GOAL OF THE EXERCISE
In the entries below, find the line with "Stats API configuration" and print exactly every line from there up to and including the line with "filename src/services/mod.rs", with no other lines.

(Data extracted from a collection)
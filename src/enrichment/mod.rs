//! Stats enrichment stage

pub mod cache;
pub mod enricher;
pub mod mlb_stats;
pub mod source;

pub use cache::KeyedCache;
pub use enricher::StatsEnricher;
pub use mlb_stats::MlbStatsClient;
pub use source::{PlayerId, PlayerStats, StatsEntry, StatsLookup, StatsSource};
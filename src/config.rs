//! Configuration management for the props pipeline

use crate::types::OddsFormat;
use anyhow::Result;
use chrono::{Datelike, Utc};
use std::env;
use std::str::FromStr;

/// Pipeline configuration loaded from environment
#[derive(Debug, Clone)]
pub struct Config {
    /// Odds API credential (required)
    pub odds_api_key: String,

    /// Odds source settings
    pub odds: OddsConfig,

    /// Stats enrichment settings
    pub enrichment: EnrichmentConfig,
}

#[derive(Debug, Clone)]
pub struct OddsConfig {
    /// API root, overridable for testing against a mock server
    pub base_url: String,
    /// Sport path segment (default: baseball_mlb)
    pub sport_key: String,
    /// Bookmaker regions (default: us)
    pub regions: String,
    /// Price format requested from the API (default: american)
    pub odds_format: OddsFormat,
    /// Pause between successive event fetches (default: 1500ms)
    pub request_delay_ms: u64,
    /// Only process the first N events (default: all)
    pub max_events: Option<usize>,
    /// Attempts per market fetch (default: 3)
    pub fetch_max_attempts: u32,
    /// Fixed delay between fetch attempts (default: 2000ms)
    pub fetch_retry_delay_ms: u64,
}

impl OddsConfig {
    /// Cap the run at `n` events; 0 means every event
    pub fn set_max_events(&mut self, n: usize) {
        self.max_events = (n > 0).then_some(n);
    }
}

impl Default for OddsConfig {
    fn default() -> Self {
        Self {
            base_url: OddsApi::BASE_URL.to_string(),
            sport_key: OddsApi::MLB_SPORT_KEY.to_string(),
            regions: "us".to_string(),
            odds_format: OddsFormat::American,
            request_delay_ms: 1500,
            max_events: None,
            fetch_max_attempts: 3,
            fetch_retry_delay_ms: 2000,
        }
    }
}

#[derive(Debug, Clone)]
pub struct EnrichmentConfig {
    /// Stats API root
    pub base_url: String,
    /// Concurrent lookup workers (default: 4)
    pub workers: usize,
    /// Season to pull stats for (default: current year)
    pub season: i32,
    /// Game-log window used for recent form (default: 10)
    pub recent_games: usize,
    /// Token bucket budget per 10 seconds (default: 40)
    pub max_requests_per_10s: u32,
}

impl Default for EnrichmentConfig {
    fn default() -> Self {
        Self {
            base_url: MlbStatsApi::BASE_URL.to_string(),
            workers: 4,
            season: Utc::now().year(),
            recent_games: 10,
            max_requests_per_10s: 40,
        }
    }
}

impl Config {
    /// Load configuration from environment variables
    pub fn from_env() -> Result<Self> {
        // Load .env file if present
        dotenvy::dotenv().ok();

        let odds_api_key = env::var("ODDS_API_KEY")
            .ok()
            .map(|s| s.trim().to_string())
            .filter(|s| !s.is_empty());

        let Some(odds_api_key) = odds_api_key else {
            anyhow::bail!("ODDS_API_KEY environment variable not set");
        };

        let odds_defaults = OddsConfig::default();

        let odds_format = match env::var("ODDS_FORMAT") {
            Ok(v) if !v.trim().is_empty() => OddsFormat::from_str(&v).map_err(anyhow::Error::msg)?,
            _ => odds_defaults.odds_format,
        };

        let mut odds = OddsConfig {
            base_url: env::var("ODDS_API_BASE_URL").unwrap_or(odds_defaults.base_url),
            sport_key: env::var("ODDS_SPORT_KEY").unwrap_or(odds_defaults.sport_key),
            regions: env::var("ODDS_REGIONS").unwrap_or(odds_defaults.regions),
            odds_format,
            request_delay_ms: parse_env("REQUEST_DELAY_MS").unwrap_or(odds_defaults.request_delay_ms),
            max_events: None,
            fetch_max_attempts: parse_env("FETCH_MAX_ATTEMPTS")
                .unwrap_or(odds_defaults.fetch_max_attempts)
                .max(1),
            fetch_retry_delay_ms: parse_env("FETCH_RETRY_DELAY_MS")
                .unwrap_or(odds_defaults.fetch_retry_delay_ms),
        };

        if let Some(n) = parse_env("MAX_EVENTS") {
            odds.set_max_events(n);
        }

        let enrichment_defaults = EnrichmentConfig::default();

        let enrichment = EnrichmentConfig {
            base_url: env::var("STATS_API_BASE_URL").unwrap_or(enrichment_defaults.base_url),
            workers: parse_env("STATS_WORKERS")
                .unwrap_or(enrichment_defaults.workers)
                .max(1),
            season: parse_env("STATS_SEASON").unwrap_or(enrichment_defaults.season),
            recent_games: parse_env("STATS_RECENT_GAMES")
                .unwrap_or(enrichment_defaults.recent_games)
                .max(1),
            max_requests_per_10s: parse_env("STATS_MAX_REQUESTS_PER_10S")
                .unwrap_or(enrichment_defaults.max_requests_per_10s)
                .max(1),
        };

        Ok(Self {
            odds_api_key,
            odds,
            enrichment,
        })
    }
}

fn parse_env<T: FromStr>(name: &str) -> Option<T> {
    env::var(name).ok().and_then(|v| v.trim().parse().ok())
}

/// The Odds API configuration
pub struct OddsApi;

impl OddsApi {
    pub const BASE_URL: &'static str = "https://api.the-odds-api.com/v4";
    pub const MLB_SPORT_KEY: &'static str = "baseball_mlb";

    pub fn events_url(base_url: &str, sport_key: &str) -> String {
        format!("{}/sports/{}/events", base_url.trim_end_matches('/'), sport_key)
    }

    pub fn event_odds_url(base_url: &str, sport_key: &str, event_id: &str) -> String {
        format!(
            "{}/sports/{}/events/{}/odds",
            base_url.trim_end_matches('/'),
            sport_key,
            event_id
        )
    }
}

/// MLB Stats API configuration
pub struct MlbStatsApi;

impl MlbStatsApi {
    pub const BASE_URL: &'static str = "https://statsapi.mlb.com/api/v1";

    pub fn people_search_url(base_url: &str) -> String {
        format!("{}/people/search", base_url.trim_end_matches('/'))
    }

    pub fn person_stats_url(base_url: &str, player_id: u64) -> String {
        format!("{}/people/{}/stats", base_url.trim_end_matches('/'), player_id)
    }
}
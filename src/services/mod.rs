//! Shared plumbing for the pipeline stages

pub mod metrics;
pub mod odds_errors;
pub mod rate_limiter;
pub mod retry;

pub use metrics::{Metrics, MetricsSnapshot};
pub use odds_errors::UpstreamError;
pub use rate_limiter::RateLimiter;
pub use retry::{with_retry, RetryConfig, RetryExhausted};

COMPLETED EXERCISE
/// MLB Stats API configuration
pub struct MlbStatsApi;

impl MlbStatsApi {
    pub const BASE_URL: &'static str = "https://statsapi.mlb.com/api/v1";

    pub fn people_search_url(base_url: &str) -> String {
        format!("{}/people/search", base_url.trim_end_matches('/'))
    }

    pub fn person_stats_url(base_url: &str, player_id: u64) -> String {
        format!("{}/people/{}/stats", base_url.trim_end_matches('/'), player_id)
    }
}
filename src/services/mod.rs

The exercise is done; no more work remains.